***** INPUT DATA

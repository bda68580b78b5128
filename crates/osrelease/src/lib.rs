// SPDX-FileCopyrightText: Copyright © 2020-2024 Serpent OS Developers
//
// SPDX-License-Identifier: MPL-2.0

//! Parser for the restricted shell-variable subset of os-release(5).
//!
//! os-release files look like shell scripts but are defined to be a
//! much smaller language: `KEY=VALUE` assignments, one per line, with
//! optional single or double quoting and backslash escapes. Comments
//! and blank lines are ignored, as is any line without a `=`.

use std::collections::{BTreeMap, BTreeSet};
use std::io;
use std::path::Path;

use thiserror::Error;

#[derive(Debug, Error)]
pub enum Error {
    #[error("read os-release")]
    Read(#[source] io::Error),
}

/// The parsed variables of an os-release(5) file.
#[derive(Debug, Default, Clone)]
pub struct OsRelease {
    variables: BTreeMap<String, String>,
}

impl OsRelease {
    /// Read `<root>/etc/os-release`, falling back to
    /// `<root>/usr/lib/os-release` when the former doesn't exist.
    pub fn load(root: &Path) -> Result<Self, Error> {
        let contents = match std::fs::read_to_string(root.join("etc/os-release")) {
            Ok(contents) => contents,
            Err(error) if error.kind() == io::ErrorKind::NotFound => {
                std::fs::read_to_string(root.join("usr/lib/os-release")).map_err(Error::Read)?
            }
            Err(error) => return Err(Error::Read(error)),
        };
        Ok(Self::parse(&contents))
    }

    pub fn parse(input: &str) -> Self {
        let mut variables = BTreeMap::new();

        for line in input.lines() {
            let line = line.trim();
            if line.is_empty() || line.starts_with('#') {
                continue;
            }
            let Some((key, value)) = line.split_once('=') else {
                continue;
            };
            variables.insert(key.to_owned(), unquote(value));
        }

        Self { variables }
    }

    pub fn get(&self, key: &str) -> Option<&str> {
        self.variables.get(key).map(String::as_str)
    }

    /// The set of distribution tags this system identifies as, drawn
    /// from `ID=` (single value) and `ID_LIKE=` (space-separated).
    pub fn ids(&self) -> BTreeSet<String> {
        let mut ids = BTreeSet::new();
        if let Some(id) = self.get("ID") {
            ids.insert(id.to_owned());
        }
        if let Some(id_like) = self.get("ID_LIKE") {
            ids.extend(id_like.split(' ').filter(|id| !id.is_empty()).map(str::to_owned));
        }
        ids
    }
}

/// Strip one level of matching quotes, then collapse backslash pairs
/// to the escaped character.
fn unquote(value: &str) -> String {
    let value = strip_matching(value, '"').or_else(|| strip_matching(value, '\'')).unwrap_or(value);

    let mut out = String::with_capacity(value.len());
    let mut chars = value.chars();
    while let Some(c) = chars.next() {
        if c == '\\' {
            if let Some(escaped) = chars.next() {
                out.push(escaped);
                continue;
            }
        }
        out.push(c);
    }
    out
}

fn strip_matching(value: &str, quote: char) -> Option<&str> {
    // a lone quote character is not a quoted empty string
    if value.len() < 2 {
        return None;
    }
    value.strip_prefix(quote)?.strip_suffix(quote)
}
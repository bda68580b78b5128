// SPDX-FileCopyrightText: Copyright © 2020-2024 Serpent OS Developers
//
// SPDX-License-Identifier: MPL-2.0

use std::path::PathBuf;

use thiserror::Error;

use crate::entity::Entity;
use crate::pm::PackageManager;
use crate::runtime::{Runtime, API_VERSION};
use crate::{scan, Outcome};

#[derive(Debug, Error)]
pub enum Error {
    #[error("unknown entity ID {0:?}")]
    UnknownEntity(String),

    #[error(transparent)]
    Scan(#[from] scan::Error),
}

/// The file-provisioning plugin: a runtime plus the package-manager
/// adapter detected for it. One value per process; everything else is
/// derived per operation.
#[derive(Debug)]
pub struct FilesPlugin {
    pub runtime: Runtime,
    pub pm: PackageManager,
}

impl FilesPlugin {
    pub fn new(runtime: Runtime) -> Self {
        let pm = PackageManager::detect(&runtime.root);
        runtime.ensure_dirs();
        Self { runtime, pm }
    }

    /// Metadata for the driver's version handshake.
    pub fn info(&self) -> Vec<(&'static str, String)> {
        vec![
            ("MIN_API_VERSION", API_VERSION.to_string()),
            ("MAX_API_VERSION", API_VERSION.to_string()),
        ]
    }

    /// The full entity set, sorted by identifier.
    pub fn scan(&self) -> Result<Vec<Entity>, Error> {
        Ok(scan::scan(&self.runtime)?)
    }

    /// Reconcile the entity with the given identifier.
    pub fn apply(&self, entity_id: &str, force: bool) -> Result<Outcome, Error> {
        let entity = self.find_entity(entity_id)?;
        Ok(entity.apply(&self.runtime, &self.pm, force))
    }

    /// File pairs for diffing: (desired state, current state). Either
    /// may not exist; the caller maps absence for its output medium.
    pub fn diff(&self, entity_id: &str) -> Result<(PathBuf, PathBuf), Error> {
        let entity = self.find_entity(entity_id)?;
        Ok((
            self.runtime.provisioned_path(entity.rel_path()),
            self.runtime.target_path(entity.rel_path()),
        ))
    }

    fn find_entity(&self, entity_id: &str) -> Result<Entity, Error> {
        self.scan()?
            .into_iter()
            .find(|entity| entity.id() == entity_id)
            .ok_or_else(|| Error::UnknownEntity(entity_id.to_owned()))
    }
}
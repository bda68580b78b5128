// SPDX-FileCopyrightText: Copyright © 2020-2024 Serpent OS Developers
//
// SPDX-License-Identifier: MPL-2.0

use std::path::{Path, PathBuf};

use fs_err as fs;

use super::{suffixed, UpdatedBase};

/// Pacman/libALPM-based distributions (Arch Linux and derivatives).
///
/// Pacman writes the vendor version of an admin-modified file to
/// `FILE.pacnew`, and backs up a modified file of a removed package as
/// `FILE.pacsave` (or `FILE.pacsave.N` when several pile up).
#[derive(Debug, Clone, Copy, PartialEq, Eq)]
pub struct Pacman;

impl Pacman {
    pub fn updated_base(&self, target: &Path) -> Option<UpdatedBase> {
        let pacnew = suffixed(target, ".pacnew");
        fileimage::is_manageable(&pacnew).then(|| UpdatedBase::at(pacnew))
    }

    pub fn cleanup_targets(&self, target: &Path) -> Vec<PathBuf> {
        let mut found = Vec::new();

        let pacsave = suffixed(target, ".pacsave");
        if fileimage::is_manageable(&pacsave) {
            found.push(pacsave);
        }

        // numbered backups: FILE.pacsave.1, FILE.pacsave.2, ...
        let Some(dir) = target.parent() else {
            return found;
        };
        let Some(name) = target.file_name().and_then(|name| name.to_str()) else {
            return found;
        };
        let prefix = format!("{name}.pacsave.");

        let Ok(entries) = fs::read_dir(dir) else {
            return found;
        };
        let mut numbered = Vec::new();
        for entry in entries.flatten() {
            let entry_name = entry.file_name();
            let Some(counter) = entry_name.to_str().and_then(|n| n.strip_prefix(&prefix)) else {
                continue;
            };
            if counter.parse::<u64>().is_err() {
                continue;
            }
            if !entry
                .file_type()
                .map(|t| t.is_file() || t.is_symlink())
                .unwrap_or(false)
            {
                continue;
            }
            numbered.push(dir.join(entry_name));
        }
        numbered.sort();
        found.extend(numbered);

        found
    }
}

#[cfg(test)]
mod test {
    use super::*;

    #[test]
    fn cleanup_finds_pacsave_and_numbered_backups() {
        let dir = tempfile::tempdir().unwrap();
        let target = dir.path().join("x.conf");
        for name in ["x.conf.pacsave", "x.conf.pacsave.1", "x.conf.pacsave.2"] {
            fs::write(dir.path().join(name), "saved").unwrap();
        }
        // not numeric, not a backup
        fs::write(dir.path().join("x.conf.pacsave.old"), "junk").unwrap();

        let found = Pacman.cleanup_targets(&target);
        assert_eq!(
            found,
            vec![
                dir.path().join("x.conf.pacsave"),
                dir.path().join("x.conf.pacsave.1"),
                dir.path().join("x.conf.pacsave.2"),
            ]
        );
    }

    #[test]
    fn cleanup_without_backups_is_empty() {
        let dir = tempfile::tempdir().unwrap();
        assert!(Pacman.cleanup_targets(&dir.path().join("x.conf")).is_empty());
    }

    #[test]
    fn pacnew_is_reported_verbatim() {
        let dir = tempfile::tempdir().unwrap();
        let target = dir.path().join("x.conf");
        let pacnew = dir.path().join("x.conf.pacnew");
        fs::write(&pacnew, "new").unwrap();

        let update = Pacman.updated_base(&target).unwrap();
        assert_eq!(update.actual, pacnew);
        assert_eq!(update.reported, pacnew.display().to_string());
    }
}
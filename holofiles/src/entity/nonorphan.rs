// SPDX-FileCopyrightText: Copyright © 2020-2024 Serpent OS Developers
//
// SPDX-License-Identifier: MPL-2.0

//! The 3-way reconcile for entities that still have overlays.
//!
//! Three versions of every target are compared: the pristine base
//! archived under `state/base`, the record of what we last wrote under
//! `state/provisioned`, and whatever sits in the live tree right now.
//! The pipeline renders the desired content from the base, refuses to
//! clobber out-of-band edits unless forced, and commits with a sibling
//! write plus rename so observers never see a half-written target.

use std::path::Path;

use fileimage::FileImage;
use fs_err as fs;

use super::{Entity, Error};
use crate::pm::{self, PackageManager};
use crate::runtime::Runtime;
use crate::Outcome;

impl Entity {
    pub(super) fn apply_nonorphan(
        &self,
        runtime: &Runtime,
        pm: &PackageManager,
        force: bool,
    ) -> Result<Outcome, Error> {
        let target_path = runtime.target_path(self.rel_path());
        let base_path = runtime.base_path(self.rel_path());
        let provisioned_path = runtime.provisioned_path(self.rel_path());

        // Absorb a vendor update before anything else: the dpkg and
        // rpm adapters move files at the live path while looking, and
        // whatever they find supersedes the archived base.
        if let Some(update) = pm.updated_base(&target_path)? {
            println!(
                ">> found updated target base: {} -> {}",
                update.reported,
                base_path.display()
            );
            create_parent(&base_path)?;
            fileimage::copy(&update.actual, &base_path)
                .map_err(|error| Error::Copy(update.actual.clone(), base_path.clone(), error))?;
            // the origin has served its purpose
            let _ = fs::remove_file(&update.actual);
        }

        let current = FileImage::load(&target_path, false).map_err(Error::Load)?;
        let base = FileImage::load(&base_path, false).map_err(Error::Load)?;
        let provisioned = FileImage::load(&provisioned_path, false).map_err(Error::Load)?;

        // First contact with this target: the live file *is* the
        // pristine version, archive it as the base.
        let base = match (base, &current) {
            (None, Some(current)) => {
                create_parent(&base_path)?;
                current
                    .write(&base_path)
                    .map_err(|error| Error::Copy(target_path.clone(), base_path.clone(), error))?;
                Some(current.clone().with_path(&base_path))
            }
            (base, _) => base,
        };

        let Some(base) = base else {
            return Err(Error::BaseNotManageable);
        };

        if current.is_none() && !force {
            return Ok(Outcome::ExternallyDeleted);
        }

        let desired = self.render(base.clone().with_path(&target_path))?;

        // The live file must match our last write (or the base, if we
        // never wrote). Matching the desired content is also fine:
        // re-applying over a coincidentally-correct manual edit stays
        // idempotent.
        let expected = provisioned.as_ref().unwrap_or(&base);
        if let Some(current) = &current {
            if !current.equal_to(expected) && !current.equal_to(&desired) && !force {
                return Ok(Outcome::ExternallyChanged);
            }
        }

        // Record what we are about to write, so the next run can tell
        // manual edits apart.
        if !provisioned.as_ref().is_some_and(|p| desired.equal_to(p)) {
            create_parent(&provisioned_path)?;
            desired
                .write(&provisioned_path)
                .map_err(|error| Error::Copy(target_path.clone(), provisioned_path.clone(), error))?;
        }

        if current.as_ref().is_some_and(|c| desired.equal_to(c)) {
            return Ok(Outcome::AlreadyApplied);
        }

        // sibling write + rename keeps a valid file at the target path
        // at every instant
        let staged = pm::suffixed(&target_path, ".holonew");
        desired.write(&staged)?;
        fs::rename(&staged, &target_path)
            .map_err(|error| Error::Rename(staged, target_path, error))?;
        Ok(Outcome::Applied)
    }

    /// Fold the overlays onto the base to produce the desired content.
    /// Steps whose output a later static overlay would discard anyway
    /// are skipped.
    fn render(&self, base: FileImage) -> Result<FileImage, Error> {
        let resources = self.resources();
        let first_step = resources
            .iter()
            .rposition(|resource| resource.discards_previous())
            .unwrap_or(0);

        let mut accumulator = base;
        for resource in &resources[first_step..] {
            accumulator = resource.apply_to(accumulator)?;
        }
        Ok(accumulator)
    }
}

fn create_parent(path: &Path) -> Result<(), Error> {
    let Some(dir) = path.parent() else {
        return Ok(());
    };
    fs::create_dir_all(dir).map_err(|error| Error::CreateDir(dir.to_owned(), error))
}
// SPDX-FileCopyrightText: Copyright © 2020-2024 Serpent OS Developers
//
// SPDX-License-Identifier: MPL-2.0

//! Enumeration of the complete entity set.
//!
//! Two walks build the picture: the resource repository yields the
//! provisionable entities, and the `state/base` archive yields the
//! orphans: targets we once touched whose overlays have since been
//! deleted.

use std::collections::BTreeMap;
use std::path::{Path, PathBuf};

use thiserror::Error;
use walkdir::WalkDir;

use crate::entity::Entity;
use crate::resource::Resource;
use crate::runtime::Runtime;

#[derive(Debug, Error)]
pub enum Error {
    #[error("walk resource tree")]
    Resources(#[source] walkdir::Error),

    #[error("walk base tree")]
    Base(#[source] walkdir::Error),
}

/// Build the sorted entity set for this runtime.
pub fn scan(runtime: &Runtime) -> Result<Vec<Entity>, Error> {
    let mut entities: BTreeMap<PathBuf, Entity> = BTreeMap::new();

    // resources: only files below a disambiguator directory count
    let resource_dir = &runtime.resource_dir;
    if resource_dir.is_dir() {
        for entry in WalkDir::new(resource_dir).min_depth(1) {
            let entry = entry.map_err(Error::Resources)?;
            if !manageable(&entry) || entry.depth() < 2 {
                continue;
            }
            let Some(resource) = Resource::from_path(resource_dir, entry.path()) else {
                continue;
            };
            entities
                .entry(resource.target().to_owned())
                .or_insert_with(|| Entity::new(resource.target()))
                .add_resource(resource);
        }
    }

    // base records without a matching resource are orphans
    let base_dir = runtime.base_dir();
    if base_dir.is_dir() {
        for entry in WalkDir::new(&base_dir).min_depth(1) {
            let entry = entry.map_err(Error::Base)?;
            if !manageable(&entry) {
                continue;
            }
            let rel = rel_to(entry.path(), &base_dir);
            entities.entry(rel.clone()).or_insert_with(|| Entity::new(rel));
        }
    }

    let mut entities = entities.into_values().collect::<Vec<_>>();
    entities.sort_by_key(Entity::id);
    Ok(entities)
}

fn manageable(entry: &walkdir::DirEntry) -> bool {
    let file_type = entry.file_type();
    file_type.is_file() || file_type.is_symlink()
}

fn rel_to(path: &Path, dir: &Path) -> PathBuf {
    path.strip_prefix(dir).unwrap_or(path).to_owned()
}

#[cfg(test)]
mod test {
    use fs_err as fs;

    use super::*;

    fn runtime(tmp: &Path) -> Runtime {
        Runtime::new(
            tmp.join("root"),
            tmp.join("resources"),
            tmp.join("state"),
            tmp.join("cache"),
        )
    }

    fn place(path: PathBuf, contents: &str) {
        fs::create_dir_all(path.parent().unwrap()).unwrap();
        fs::write(path, contents).unwrap();
    }

    #[test]
    fn resources_group_by_target() {
        let tmp = tempfile::tempdir().unwrap();
        let runtime = runtime(tmp.path());
        place(runtime.resource_dir.join("10-a/etc/x.conf"), "one");
        place(runtime.resource_dir.join("20-b/etc/x.conf"), "two");
        place(runtime.resource_dir.join("10-a/etc/y.conf"), "other");

        let entities = scan(&runtime).unwrap();
        assert_eq!(entities.len(), 2);
        assert_eq!(entities[0].id(), "file:/etc/x.conf");
        assert_eq!(entities[0].resources().len(), 2);
        assert_eq!(entities[1].id(), "file:/etc/y.conf");
    }

    #[test]
    fn files_in_resource_root_are_ignored() {
        let tmp = tempfile::tempdir().unwrap();
        let runtime = runtime(tmp.path());
        place(runtime.resource_dir.join("README"), "not a resource");

        assert!(scan(&runtime).unwrap().is_empty());
    }

    #[test]
    fn base_records_without_resources_become_orphans() {
        let tmp = tempfile::tempdir().unwrap();
        let runtime = runtime(tmp.path());
        place(runtime.base_path("etc/old.conf"), "pristine");

        let entities = scan(&runtime).unwrap();
        assert_eq!(entities.len(), 1);
        assert_eq!(entities[0].id(), "file:/etc/old.conf");
        assert!(entities[0].is_orphan());
    }

    #[test]
    fn base_record_with_resource_is_not_an_orphan() {
        let tmp = tempfile::tempdir().unwrap();
        let runtime = runtime(tmp.path());
        place(runtime.resource_dir.join("10-a/etc/x.conf"), "one");
        place(runtime.base_path("etc/x.conf"), "pristine");

        let entities = scan(&runtime).unwrap();
        assert_eq!(entities.len(), 1);
        assert!(!entities[0].is_orphan());
    }

    #[test]
    fn missing_directories_scan_empty() {
        let tmp = tempfile::tempdir().unwrap();
        assert!(scan(&runtime(tmp.path())).unwrap().is_empty());
    }

    #[test]
    fn entities_sort_by_identifier() {
        let tmp = tempfile::tempdir().unwrap();
        let runtime = runtime(tmp.path());
        place(runtime.resource_dir.join("10-a/etc/zz.conf"), "z");
        place(runtime.resource_dir.join("10-a/etc/aa.conf"), "a");
        place(runtime.base_path("etc/mm.conf"), "m");

        let ids = scan(&runtime)
            .unwrap()
            .iter()
            .map(Entity::id)
            .collect::<Vec<_>>();
        assert_eq!(ids, vec!["file:/etc/aa.conf", "file:/etc/mm.conf", "file:/etc/zz.conf"]);
    }
}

**********

> [WORK INSTRUCTIONS]:
Gather all lines with the string "display" from the data.

> [SOLVED PROBLEM]:
        assert_eq!(update.reported, pacnew.display().to_string());
                base_path.display()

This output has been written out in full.